[Start of Attachment]

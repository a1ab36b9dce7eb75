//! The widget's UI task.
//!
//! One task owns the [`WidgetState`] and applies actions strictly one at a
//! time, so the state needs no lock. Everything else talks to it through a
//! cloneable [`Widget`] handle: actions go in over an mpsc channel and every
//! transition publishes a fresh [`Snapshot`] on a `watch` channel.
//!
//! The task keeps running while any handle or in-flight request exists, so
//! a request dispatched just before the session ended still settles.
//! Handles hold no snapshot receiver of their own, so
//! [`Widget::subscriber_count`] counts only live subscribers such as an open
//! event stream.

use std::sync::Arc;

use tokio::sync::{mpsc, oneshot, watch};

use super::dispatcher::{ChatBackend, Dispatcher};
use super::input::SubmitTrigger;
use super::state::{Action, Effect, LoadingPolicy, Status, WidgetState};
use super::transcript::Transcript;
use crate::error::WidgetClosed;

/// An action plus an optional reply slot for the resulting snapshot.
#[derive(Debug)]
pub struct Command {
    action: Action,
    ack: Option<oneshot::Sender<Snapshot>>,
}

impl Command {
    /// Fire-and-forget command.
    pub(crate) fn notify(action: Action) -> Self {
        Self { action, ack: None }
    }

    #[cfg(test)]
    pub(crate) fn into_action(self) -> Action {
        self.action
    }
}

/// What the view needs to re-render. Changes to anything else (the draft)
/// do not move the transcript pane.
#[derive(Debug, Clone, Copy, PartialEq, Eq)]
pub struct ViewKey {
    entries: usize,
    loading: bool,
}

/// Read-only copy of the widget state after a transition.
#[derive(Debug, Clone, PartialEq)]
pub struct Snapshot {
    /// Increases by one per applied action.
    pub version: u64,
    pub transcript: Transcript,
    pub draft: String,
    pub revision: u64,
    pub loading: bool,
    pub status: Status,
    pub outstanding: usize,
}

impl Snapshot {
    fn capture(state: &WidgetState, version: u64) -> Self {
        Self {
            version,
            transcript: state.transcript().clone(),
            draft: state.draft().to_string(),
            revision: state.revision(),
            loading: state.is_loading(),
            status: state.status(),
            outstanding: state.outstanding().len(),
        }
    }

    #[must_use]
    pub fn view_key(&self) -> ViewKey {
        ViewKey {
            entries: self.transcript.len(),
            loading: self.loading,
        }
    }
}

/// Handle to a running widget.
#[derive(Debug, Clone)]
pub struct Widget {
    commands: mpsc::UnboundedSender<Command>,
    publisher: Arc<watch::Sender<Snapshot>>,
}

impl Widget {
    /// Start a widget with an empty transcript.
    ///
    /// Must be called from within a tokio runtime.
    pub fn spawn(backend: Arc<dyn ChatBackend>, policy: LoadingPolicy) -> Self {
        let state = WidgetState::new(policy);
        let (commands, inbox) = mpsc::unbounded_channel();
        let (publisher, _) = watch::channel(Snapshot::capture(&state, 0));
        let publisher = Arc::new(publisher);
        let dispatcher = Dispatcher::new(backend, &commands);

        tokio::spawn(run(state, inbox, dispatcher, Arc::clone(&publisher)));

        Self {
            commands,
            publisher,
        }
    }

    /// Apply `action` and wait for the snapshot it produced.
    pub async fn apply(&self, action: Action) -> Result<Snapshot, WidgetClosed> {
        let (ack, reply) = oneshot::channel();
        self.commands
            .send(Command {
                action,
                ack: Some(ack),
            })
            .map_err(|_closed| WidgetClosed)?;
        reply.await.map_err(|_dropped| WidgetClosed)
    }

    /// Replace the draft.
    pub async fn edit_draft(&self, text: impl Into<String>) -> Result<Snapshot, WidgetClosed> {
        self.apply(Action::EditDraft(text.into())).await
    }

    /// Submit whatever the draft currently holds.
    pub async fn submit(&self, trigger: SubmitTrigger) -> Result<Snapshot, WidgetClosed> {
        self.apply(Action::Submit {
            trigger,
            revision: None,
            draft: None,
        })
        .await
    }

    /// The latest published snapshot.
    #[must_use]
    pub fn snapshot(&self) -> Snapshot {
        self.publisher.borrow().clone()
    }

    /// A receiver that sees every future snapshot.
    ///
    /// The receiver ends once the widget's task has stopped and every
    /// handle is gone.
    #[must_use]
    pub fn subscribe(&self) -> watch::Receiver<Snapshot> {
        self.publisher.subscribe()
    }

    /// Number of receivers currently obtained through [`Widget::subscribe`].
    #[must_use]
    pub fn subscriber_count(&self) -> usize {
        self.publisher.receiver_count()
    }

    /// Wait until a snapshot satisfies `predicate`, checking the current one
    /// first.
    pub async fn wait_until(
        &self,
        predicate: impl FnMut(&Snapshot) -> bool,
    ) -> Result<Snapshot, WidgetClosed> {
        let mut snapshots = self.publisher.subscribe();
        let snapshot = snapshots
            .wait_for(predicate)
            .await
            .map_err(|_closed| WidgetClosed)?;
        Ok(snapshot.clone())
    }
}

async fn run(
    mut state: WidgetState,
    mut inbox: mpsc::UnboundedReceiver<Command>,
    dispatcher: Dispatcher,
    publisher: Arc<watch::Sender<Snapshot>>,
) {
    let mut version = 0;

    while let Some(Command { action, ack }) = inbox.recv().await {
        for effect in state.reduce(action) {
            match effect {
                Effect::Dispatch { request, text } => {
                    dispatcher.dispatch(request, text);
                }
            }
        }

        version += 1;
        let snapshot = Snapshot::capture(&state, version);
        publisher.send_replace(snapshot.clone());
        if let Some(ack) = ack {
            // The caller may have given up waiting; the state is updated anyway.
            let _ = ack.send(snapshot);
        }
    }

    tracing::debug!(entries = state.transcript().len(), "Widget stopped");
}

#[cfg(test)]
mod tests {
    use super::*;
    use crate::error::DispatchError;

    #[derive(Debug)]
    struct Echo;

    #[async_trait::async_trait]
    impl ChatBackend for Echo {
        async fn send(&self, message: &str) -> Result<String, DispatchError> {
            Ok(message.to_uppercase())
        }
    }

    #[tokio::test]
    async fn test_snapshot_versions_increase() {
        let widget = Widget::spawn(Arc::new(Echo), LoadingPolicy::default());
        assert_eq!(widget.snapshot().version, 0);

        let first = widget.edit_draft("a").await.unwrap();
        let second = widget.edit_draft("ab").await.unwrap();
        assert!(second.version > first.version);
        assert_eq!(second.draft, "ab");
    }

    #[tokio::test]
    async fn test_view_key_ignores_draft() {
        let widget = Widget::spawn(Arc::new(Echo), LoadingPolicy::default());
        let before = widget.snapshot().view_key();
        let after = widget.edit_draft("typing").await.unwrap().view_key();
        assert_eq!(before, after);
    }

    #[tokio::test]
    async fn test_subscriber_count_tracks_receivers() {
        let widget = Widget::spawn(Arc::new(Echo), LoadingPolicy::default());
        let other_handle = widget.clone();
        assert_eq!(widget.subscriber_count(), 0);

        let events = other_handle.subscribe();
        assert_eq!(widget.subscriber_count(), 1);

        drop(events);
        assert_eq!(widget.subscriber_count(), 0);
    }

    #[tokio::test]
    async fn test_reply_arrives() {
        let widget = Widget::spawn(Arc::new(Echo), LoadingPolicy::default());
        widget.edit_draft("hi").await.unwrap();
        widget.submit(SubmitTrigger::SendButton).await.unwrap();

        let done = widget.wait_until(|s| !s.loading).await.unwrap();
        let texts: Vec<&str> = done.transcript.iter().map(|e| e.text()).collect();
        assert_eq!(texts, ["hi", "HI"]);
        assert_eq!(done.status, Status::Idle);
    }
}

[End of Attachment]

*Required work*
In the material above, each line with the word "message" should be copied.

*Response to this exercise*
        async fn send(&self, message: &str) -> Result<String, DispatchError> {
            Ok(message.to_uppercase())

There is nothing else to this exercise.